--- EXERCISE INPUTS Enclosed Below ---

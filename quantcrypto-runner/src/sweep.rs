//! Parameter sweeps over EMA-crossover periods.
//!
//! Every grid point is an independent run on the same shared series: each run
//! builds its own strategy and engine, so the points fan out over rayon's pool
//! with no shared mutable state.

use rayon::prelude::*;
use serde::{Deserialize, Serialize};
use std::fmt;
use std::str::FromStr;
use thiserror::Error;
use tracing::info;

use quantcrypto_core::domain::PriceSeries;

use crate::config::{BacktestConfig, StrategyConfig, DEFAULT_FRACTION};
use crate::metrics::PerformanceMetrics;
use crate::runner::{run_on_series, BacktestResult, RunError};

/// Fast × slow period grid for the EMA crossover.
#[derive(Debug, Clone, PartialEq, Serialize, Deserialize)]
pub struct EmaGrid {
    pub fast: Vec<usize>,
    pub slow: Vec<usize>,
    pub fraction: f64,
    pub allow_short: bool,
}

impl Default for EmaGrid {
    /// Fast 5..=20 step 5 against slow 20..=60 step 10.
    fn default() -> Self {
        Self {
            fast: vec![5, 10, 15, 20],
            slow: vec![20, 30, 40, 50, 60],
            fraction: DEFAULT_FRACTION,
            allow_short: false,
        }
    }
}

impl EmaGrid {
    pub fn new(fast: Vec<usize>, slow: Vec<usize>) -> Self {
        Self {
            fast,
            slow,
            ..Self::default()
        }
    }

    /// Valid `(fast, slow)` pairs in grid order. Pairs with `fast >= slow`
    /// or a zero period are skipped.
    pub fn pairs(&self) -> Vec<(usize, usize)> {
        let mut pairs = Vec::new();
        for &fast in &self.fast {
            for &slow in &self.slow {
                if fast > 0 && fast < slow {
                    pairs.push((fast, slow));
                }
            }
        }
        pairs
    }

    pub fn size(&self) -> usize {
        self.pairs().len()
    }

    /// One strategy config per grid point.
    pub fn strategies(&self) -> Vec<StrategyConfig> {
        self.pairs()
            .into_iter()
            .map(|(fast, slow)| StrategyConfig::EmaCrossover {
                fast,
                slow,
                fraction: self.fraction,
                allow_short: self.allow_short,
            })
            .collect()
    }
}

/// Metric used to rank sweep results (higher is better, except drawdown).
#[derive(Debug, Clone, Copy, PartialEq, Eq, Serialize, Deserialize)]
#[serde(rename_all = "snake_case")]
pub enum RankMetric {
    Sharpe,
    Sortino,
    TotalReturn,
    Calmar,
    ProfitFactor,
    MaxDrawdown,
}

#[derive(Debug, Clone, PartialEq, Eq, Error)]
#[error("unknown rank metric '{0}' (expected sharpe, sortino, total_return, calmar, profit_factor, max_drawdown)")]
pub struct UnknownRankMetric(pub String);

impl RankMetric {
    /// Score where larger is better.
    pub fn score(&self, metrics: &PerformanceMetrics) -> f64 {
        match self {
            RankMetric::Sharpe => metrics.sharpe,
            RankMetric::Sortino => metrics.sortino,
            RankMetric::TotalReturn => metrics.total_return,
            RankMetric::Calmar => metrics.calmar,
            RankMetric::ProfitFactor => metrics.profit_factor,
            RankMetric::MaxDrawdown => -metrics.max_drawdown,
        }
    }

    pub fn name(&self) -> &'static str {
        match self {
            RankMetric::Sharpe => "sharpe",
            RankMetric::Sortino => "sortino",
            RankMetric::TotalReturn => "total_return",
            RankMetric::Calmar => "calmar",
            RankMetric::ProfitFactor => "profit_factor",
            RankMetric::MaxDrawdown => "max_drawdown",
        }
    }
}

impl fmt::Display for RankMetric {
    fn fmt(&self, f: &mut fmt::Formatter<'_>) -> fmt::Result {
        f.write_str(self.name())
    }
}

impl FromStr for RankMetric {
    type Err = UnknownRankMetric;

    fn from_str(s: &str) -> Result<Self, Self::Err> {
        match s.trim().to_ascii_lowercase().as_str() {
            "sharpe" => Ok(RankMetric::Sharpe),
            "sortino" => Ok(RankMetric::Sortino),
            "total_return" | "return" => Ok(RankMetric::TotalReturn),
            "calmar" => Ok(RankMetric::Calmar),
            "profit_factor" => Ok(RankMetric::ProfitFactor),
            "max_drawdown" | "drawdown" => Ok(RankMetric::MaxDrawdown),
            other => Err(UnknownRankMetric(other.to_string())),
        }
    }
}

/// Runs a grid against one series.
#[derive(Debug, Clone)]
pub struct ParamSweep {
    base: BacktestConfig,
    parallel: bool,
}

impl ParamSweep {
    /// `base` supplies engine, metrics and data settings; its strategy is
    /// replaced at every grid point.
    pub fn new(base: BacktestConfig) -> Self {
        Self {
            base,
            parallel: true,
        }
    }

    pub fn with_parallelism(mut self, parallel: bool) -> Self {
        self.parallel = parallel;
        self
    }

    /// Run every grid point. The first failing run aborts the sweep.
    pub fn run(&self, series: &PriceSeries, grid: &EmaGrid) -> Result<SweepResults, RunError> {
        let configs: Vec<BacktestConfig> = grid
            .strategies()
            .into_iter()
            .map(|strategy| BacktestConfig {
                strategy,
                ..self.base.clone()
            })
            .collect();
        info!(
            points = configs.len(),
            parallel = self.parallel,
            symbol = series.symbol(),
            "starting sweep"
        );

        let results: Vec<BacktestResult> = if self.parallel {
            configs
                .par_iter()
                .map(|config| run_on_series(series, config))
                .collect::<Result<Vec<_>, _>>()?
        } else {
            configs
                .iter()
                .map(|config| run_on_series(series, config))
                .collect::<Result<Vec<_>, _>>()?
        };

        Ok(SweepResults { results })
    }
}

/// Results from a parameter sweep, in grid order.
#[derive(Debug, Clone, PartialEq, Serialize, Deserialize)]
pub struct SweepResults {
    results: Vec<BacktestResult>,
}

impl SweepResults {
    pub fn all(&self) -> &[BacktestResult] {
        &self.results
    }

    pub fn len(&self) -> usize {
        self.results.len()
    }

    pub fn is_empty(&self) -> bool {
        self.results.is_empty()
    }

    /// Results sorted best-first. NaN scores sort last; ties keep grid order.
    pub fn ranked_by(&self, metric: RankMetric) -> Vec<&BacktestResult> {
        let mut sorted: Vec<_> = self.results.iter().collect();
        sorted.sort_by(|a, b| {
            let (sa, sb) = (metric.score(&a.metrics), metric.score(&b.metrics));
            match (sa.is_nan(), sb.is_nan()) {
                (true, true) => std::cmp::Ordering::Equal,
                (true, false) => std::cmp::Ordering::Greater,
                (false, true) => std::cmp::Ordering::Less,
                (false, false) => sb.total_cmp(&sa),
            }
        });
        sorted
    }

    pub fn top_n(&self, metric: RankMetric, n: usize) -> Vec<&BacktestResult> {
        self.ranked_by(metric).into_iter().take(n).collect()
    }

    pub fn best(&self, metric: RankMetric) -> Option<&BacktestResult> {
        self.ranked_by(metric).into_iter().next()
    }
}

--- End of Enclosed EXERCISE INPUTS ---

> **DIRECTIONS FOR THIS TASK**
Retype each record. Keep every character as it is.

> **ANSWER FOR THIS EXERCISE**
filename quantcrypto-runner/src/sweep.rs
//! Parameter sweeps over EMA-crossover periods.
//!
//! Every grid point is an independent run on the same shared series: each run
//! builds its own strategy and engine, so the points fan out over rayon's pool
//! with no shared mutable state.

use rayon::prelude::*;
use serde::{Deserialize, Serialize};
use std::fmt;
use std::str::FromStr;
use thiserror::Error;
use tracing::info;

use quantcrypto_core::domain::PriceSeries;

use crate::config::{BacktestConfig, StrategyConfig, DEFAULT_FRACTION};
use crate::metrics::PerformanceMetrics;
use crate::runner::{run_on_series, BacktestResult, RunError};

/// Fast × slow period grid for the EMA crossover.
#[derive(Debug, Clone, PartialEq, Serialize, Deserialize)]
pub struct EmaGrid {
    pub fast: Vec<usize>,
    pub slow: Vec<usize>,
    pub fraction: f64,
    pub allow_short: bool,
}

impl Default for EmaGrid {
    /// Fast 5..=20 step 5 against slow 20..=60 step 10.
    fn default() -> Self {
        Self {
            fast: vec![5, 10, 15, 20],
            slow: vec![20, 30, 40, 50, 60],
            fraction: DEFAULT_FRACTION,
            allow_short: false,
        }
    }
}

impl EmaGrid {
    pub fn new(fast: Vec<usize>, slow: Vec<usize>) -> Self {
        Self {
            fast,
            slow,
            ..Self::default()
        }
    }

    /// Valid `(fast, slow)` pairs in grid order. Pairs with `fast >= slow`
    /// or a zero period are skipped.
    pub fn pairs(&self) -> Vec<(usize, usize)> {
        let mut pairs = Vec::new();
        for &fast in &self.fast {
            for &slow in &self.slow {
                if fast > 0 && fast < slow {
                    pairs.push((fast, slow));
                }
            }
        }
        pairs
    }

    pub fn size(&self) -> usize {
        self.pairs().len()
    }

    /// One strategy config per grid point.
    pub fn strategies(&self) -> Vec<StrategyConfig> {
        self.pairs()
            .into_iter()
            .map(|(fast, slow)| StrategyConfig::EmaCrossover {
                fast,
                slow,
                fraction: self.fraction,
                allow_short: self.allow_short,
            })
            .collect()
    }
}

/// Metric used to rank sweep results (higher is better, except drawdown).
#[derive(Debug, Clone, Copy, PartialEq, Eq, Serialize, Deserialize)]
#[serde(rename_all = "snake_case")]
pub enum RankMetric {
    Sharpe,
    Sortino,
    TotalReturn,
    Calmar,
    ProfitFactor,
    MaxDrawdown,
}

#[derive(Debug, Clone, PartialEq, Eq, Error)]
#[error("unknown rank metric '{0}' (expected sharpe, sortino, total_return, calmar, profit_factor, max_drawdown)")]
pub struct UnknownRankMetric(pub String);

impl RankMetric {
    /// Score where larger is better.
    pub fn score(&self, metrics: &PerformanceMetrics) -> f64 {
        match self {
            RankMetric::Sharpe => metrics.sharpe,
            RankMetric::Sortino => metrics.sortino,
            RankMetric::TotalReturn => metrics.total_return,
            RankMetric::Calmar => metrics.calmar,
            RankMetric::ProfitFactor => metrics.profit_factor,
            RankMetric::MaxDrawdown => -metrics.max_drawdown,
        }
    }

    pub fn name(&self) -> &'static str {
        match self {
            RankMetric::Sharpe => "sharpe",
            RankMetric::Sortino => "sortino",
            RankMetric::TotalReturn => "total_return",
            RankMetric::Calmar => "calmar",
            RankMetric::ProfitFactor => "profit_factor",
            RankMetric::MaxDrawdown => "max_drawdown",
        }
    }
}

impl fmt::Display for RankMetric {
    fn fmt(&self, f: &mut fmt::Formatter<'_>) -> fmt::Result {
        f.write_str(self.name())
    }
}

impl FromStr for RankMetric {
    type Err = UnknownRankMetric;

    fn from_str(s: &str) -> Result<Self, Self::Err> {
        match s.trim().to_ascii_lowercase().as_str() {
            "sharpe" => Ok(RankMetric::Sharpe),
            "sortino" => Ok(RankMetric::Sortino),
            "total_return" | "return" => Ok(RankMetric::TotalReturn),
            "calmar" => Ok(RankMetric::Calmar),
            "profit_factor" => Ok(RankMetric::ProfitFactor),
            "max_drawdown" | "drawdown" => Ok(RankMetric::MaxDrawdown),
            other => Err(UnknownRankMetric(other.to_string())),
        }
    }
}

/// Runs a grid against one series.
#[derive(Debug, Clone)]
pub struct ParamSweep {
    base: BacktestConfig,
    parallel: bool,
}

impl ParamSweep {
    /// `base` supplies engine, metrics and data settings; its strategy is
    /// replaced at every grid point.
    pub fn new(base: BacktestConfig) -> Self {
        Self {
            base,
            parallel: true,
        }
    }

    pub fn with_parallelism(mut self, parallel: bool) -> Self {
        self.parallel = parallel;
        self
    }

    /// Run every grid point. The first failing run aborts the sweep.
    pub fn run(&self, series: &PriceSeries, grid: &EmaGrid) -> Result<SweepResults, RunError> {
        let configs: Vec<BacktestConfig> = grid
            .strategies()
            .into_iter()
            .map(|strategy| BacktestConfig {
                strategy,
                ..self.base.clone()
            })
            .collect();
        info!(
            points = configs.len(),
            parallel = self.parallel,
            symbol = series.symbol(),
            "starting sweep"
        );

        let results: Vec<BacktestResult> = if self.parallel {
            configs
                .par_iter()
                .map(|config| run_on_series(series, config))
                .collect::<Result<Vec<_>, _>>()?
        } else {
            configs
                .iter()
                .map(|config| run_on_series(series, config))
                .collect::<Result<Vec<_>, _>>()?
        };

        Ok(SweepResults { results })
    }
}

/// Results from a parameter sweep, in grid order.
#[derive(Debug, Clone, PartialEq, Serialize, Deserialize)]
pub struct SweepResults {
    results: Vec<BacktestResult>,
}

impl SweepResults {
    pub fn all(&self) -> &[BacktestResult] {
        &self.results
    }

    pub fn len(&self) -> usize {
        self.results.len()
    }

    pub fn is_empty(&self) -> bool {
        self.results.is_empty()
    }

    /// Results sorted best-first. NaN scores sort last; ties keep grid order.
    pub fn ranked_by(&self, metric: RankMetric) -> Vec<&BacktestResult> {
        let mut sorted: Vec<_> = self.results.iter().collect();
        sorted.sort_by(|a, b| {
            let (sa, sb) = (metric.score(&a.metrics), metric.score(&b.metrics));
            match (sa.is_nan(), sb.is_nan()) {
                (true, true) => std::cmp::Ordering::Equal,
                (true, false) => std::cmp::Ordering::Greater,
                (false, true) => std::cmp::Ordering::Less,
                (false, false) => sb.total_cmp(&sa),
            }
        });
        sorted
    }

    pub fn top_n(&self, metric: RankMetric, n: usize) -> Vec<&BacktestResult> {
        self.ranked_by(metric).into_iter().take(n).collect()
    }

    pub fn best(&self, metric: RankMetric) -> Option<&BacktestResult> {
        self.ranked_by(metric).into_iter().next()
    }
}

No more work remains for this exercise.